“Leading remotely makes the complex role of leading even more complex. It takes new skills to get better results. – Kevin Eikenberry
The world is driven by technology, which has transformed how we communicate, behave and consume information. Research shows over 40% of full time workers are working remotely and that number is rapidly increasing over the next decade. Telecommuting is on a global scale raising the demand for more effective borderless communication and engagement.
Having remote employees and teams brings a unique challenge to leadership, whether you are an entrepreneur running a startup, or a senior leader of a well-established organization. The ability to maintain morale, productivity and innovation between locations and teams will continue to be a challenge for the foreseeable future.
Here are 6 Approaches to Lead Remotely:
1. Use Collaborative Technology
Implementing more visual correspondence is key. FaceTime, Zoom, Skype, and Google Hangouts are great tools that allow us to interact in the most natural way, which includes non-verbal communication. Video allows you to gauge someone’s mood or see whether something might be wrong. Paying heed to non verbal cues can foster a more proactive resolution to problems and increase the ability to build a rapport.
Don’t forget to integrate individual web applications to a unified platform like DropBox, Google Drive, or Slack and make sure your calendar is visible so you can easily make appointments and build a community connection.
2. Check in Regularly
Master the art of speaking about goals, but also take the time to share what is happening in the here and now so that your employees have a holistic view. Create predictability on when certain launches will occur by establishing specific dates and times. Given that your employees are offsite, it’s important to truly understand their motivations and interests outside work to build team morale. Of course there will be times where it is clear the chat needs to be about getting things done and executing, but that should not be your only focus. Talking only about business won’t provide an engaged, enthusiastic work environment.
3. Create a Game plan for Meetings
Your meetings should be an opportunity for your employees to be influential and collaborative. Whether they are recurring or one-off meetings, it’s essential to involve all of your remote workers. Sharing updates on business development allows employees to visualize the bigger picture. Everyone wants to be part of something big and get paid for it.

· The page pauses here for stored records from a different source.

use std::borrow::Cow;

use encoding_rs::WINDOWS_1252;

use crate::common::codec::Mode;
use crate::common::metadata::{ECLevel, Version};

// Micro QR code
//------------------------------------------------------------------------------

/// Finished micro qr symbol, produced by the builder or the reader.
///
/// `Default` yields an invalid code.
#[derive(Debug, Clone, PartialEq, Eq, Default)]
pub struct MicroQRCode {
    ver: Option<Version>,
    ecl: Option<ECLevel>,
    mode: Option<Mode>,
    data: Vec<u8>,
    modules: Vec<u8>,
}

impl MicroQRCode {
    pub(crate) fn new(
        ver: Version,
        ecl: ECLevel,
        mode: Mode,
        data: Vec<u8>,
        modules: Vec<u8>,
    ) -> Self {
        Self { ver: Some(ver), ecl: Some(ecl), mode: Some(mode), data, modules }
    }

    pub fn version(&self) -> Option<Version> {
        self.ver
    }

    pub fn ec_level(&self) -> Option<ECLevel> {
        self.ecl
    }

    pub fn mode(&self) -> Option<Mode> {
        self.mode
    }

    /// Raw payload. Ascii text for numeric and alphanumeric codes.
    pub fn data(&self) -> &[u8] {
        &self.data
    }

    /// Payload as text. Byte payloads that aren't utf-8 are read as latin-1
    /// (windows-1252).
    pub fn data_string(&self) -> Cow<'_, str> {
        match std::str::from_utf8(&self.data) {
            Ok(s) => Cow::Borrowed(s),
            Err(_) => WINDOWS_1252.decode_without_bom_handling(&self.data).0,
        }
    }

    /// Row major modules, 1 for dark and 0 for light.
    pub fn modules(&self) -> &[u8] {
        &self.modules
    }

    /// Modules per side, 0 for an invalid code.
    pub fn width(&self) -> usize {
        self.ver.map_or(0, |v| v.width())
    }

    pub fn is_valid(&self) -> bool {
        let (Some(ver), Some(ecl), Some(mode)) = (self.ver, self.ecl, self.mode) else {
            return false;
        };
        ver.is_valid()
            && ver.supports_ec_level(ecl)
            && ver.supports_mode(mode)
            && !self.data.is_empty()
            && !self.modules.is_empty()
            && self.modules.len() == ver.width() * ver.width()
    }

    /// Compares metadata and payload, and the modules too unless
    /// `ignore_modules` is set.
    pub fn is_same(&self, other: &MicroQRCode, ignore_modules: bool) -> bool {
        self.ver == other.ver
            && self.ecl == other.ecl
            && self.mode == other.mode
            && self.data == other.data
            && (ignore_modules || self.modules == other.modules)
    }
}

/// True if any of `codes` carries the same payload and metadata as `code`.
pub fn contains_code(codes: &[MicroQRCode], code: &MicroQRCode) -> bool {
    codes.iter().any(|c| c.is_same(code, true))
}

Lead the meetings by reversing the roles. Encourage ownership of action; it solicits contributions and innovation. Ask your team members for their assessment on what has been done, whether they believe it’s going well, the roadblocks they have encountered and most importantly what help do they need from you. Let them drive the conversation but ask questions that will prompt them to explore possibilities and pitfalls. Talk less, listen more.
4. Balance Time Zones
Having remote employees across multiple time zones and maintaining inclusive meetings is challenging. There will always be an outlier for whom the timing is not ideal. Promoting team cohesiveness and active participation requires adjusting the schedule to be balanced where the majority of remote employees can attend without overlooking those that can’t. Accommodating to time zones on a rotational basis alleviates the concern of “one-sidedness”.
5. Career Paths Matter
Don’t forget the career aspirations of your remote employees as they can easily fall into an “out of sight, out of mind” funk. Remote employees have the same aspirations and career desires as those who are in the office. Assess who these professionals are and map out their goals so that they feel part of the whole.
Schedule one-on-one meetings with an established date and time; block out more time as needed. You no longer have the luxury of impromptu conversations in the office which helps build rapport, so your discussions need to be longer and touch several different topics. Most importantly, try not to cancel the meeting. Remote employees already feel distant from the group and cancelling long standing appointments is never good. Setting aside blocks of time on your calendar specifically allocated for your remote employees will help to keep you disciplined.
6. Set Expectations
Define clear lines of accountability, including what is expected on a daily, weekly, and monthly basis. How will you measure success? Be deliberate on how ongoing interactions will occur. Agree on time boundaries like responding to emails, phone calls, and working in the evenings or weekends. Less time with each other requires greater clarity to stay focused on the goals vs the accomplishments.
All these tactics contribute to a healthy, progressive work environment for those who work remotely and those in office. The idea is to be as cohesive and collaborative as possible so that your team easily work towards a common goal.